Ring-ditches are exactly what the name suggests: circular or near-circular ditches cut into the ground, most often interpreted as the eroded remains of Bronze Age burial mounds, where the outer ditch that once surrounded a low earthen mound is all that survives after millennia of ploughing and weathering. The monument at Jenkinstown would be entirely unknown were it not for a single aerial photograph taken on 16 July 1971, part of the Cambridge University Committee for Aerial Photography collection, which captured the faint soil or crop mark that betrays its presence.
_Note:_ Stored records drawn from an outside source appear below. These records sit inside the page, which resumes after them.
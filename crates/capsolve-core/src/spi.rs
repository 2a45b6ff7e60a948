//! Contracts between the resolution context and its collaborators.

use std::collections::HashMap;

use crate::resource::{Capability, HostedCapability, Requirement, Resource};

/// A source of resources. Results for each requested requirement are
/// returned in the repository's own order.
pub trait Repository: Send + Sync {
    fn name(&self) -> &str;

    fn find_providers(
        &self,
        requirements: &[Requirement],
    ) -> anyhow::Result<HashMap<Requirement, Vec<Capability>>>;
}

/// Gets to remove candidates before the resolver sees them.
pub trait ResolverHook: Send + Sync {
    fn filter_matches(
        &self,
        requirement: &Requirement,
        candidates: &mut Vec<Capability>,
    ) -> anyhow::Result<()>;
}

/// Wires already established for a resource by a running framework.
#[derive(Debug, Clone, Default, PartialEq, Eq)]
pub struct Wiring {
    pub provided: Vec<Capability>,
    pub required: Vec<Requirement>,
}

/// What a backtracking resolver asks of its environment.
pub trait ResolveContext {
    type Error: std::error::Error + Send + Sync + 'static;

    /// Resources that must end up in the resolution.
    fn mandatory_resources(&self) -> Result<Vec<Resource>, Self::Error>;

    /// Resources the resolver may add when it can.
    fn optional_resources(&self) -> Result<Vec<Resource>, Self::Error> {
        Ok(Vec::new())
    }

    /// Candidates for `requirement`, most preferred first.
    fn find_providers(&self, requirement: &Requirement) -> Result<Vec<Capability>, Self::Error>;

    /// Insert `hosted` into `capabilities` at its preference position and
    /// return the index used.
    fn insert_hosted_capability(
        &self,
        capabilities: &mut Vec<Capability>,
        hosted: &HostedCapability,
    ) -> usize;

    fn is_effective(&self, requirement: &Requirement) -> Result<bool, Self::Error>;

    fn wirings(&self) -> HashMap<Resource, Wiring>;
}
What makes this site quietly significant is that it does not stand alone. It belongs to a cluster of at least fourteen ring-ditches identified from aerial photography in the same stretch of county Kilkenny, aligned roughly north-west to south-east across gently rolling pasture. The Jenkinstown ring-ditch sits on a gently sloping terrace between two rivers, the Nore about two kilometres to the east and the Dinin about two kilometres to the west, both converging roughly two kilometres to the south. That positioning, on elevated ground between two watercourses with open views in most directions, is characteristic of how prehistoric communities in Ireland often chose to place their burial monuments, close to rivers and their resources, but above the flood plain. The nearest of the other ring-ditches in the group lies roughly ninety metres to the south-south-east, suggesting these were not isolated burials but part of a broader funerary landscape, perhaps accumulating over generations.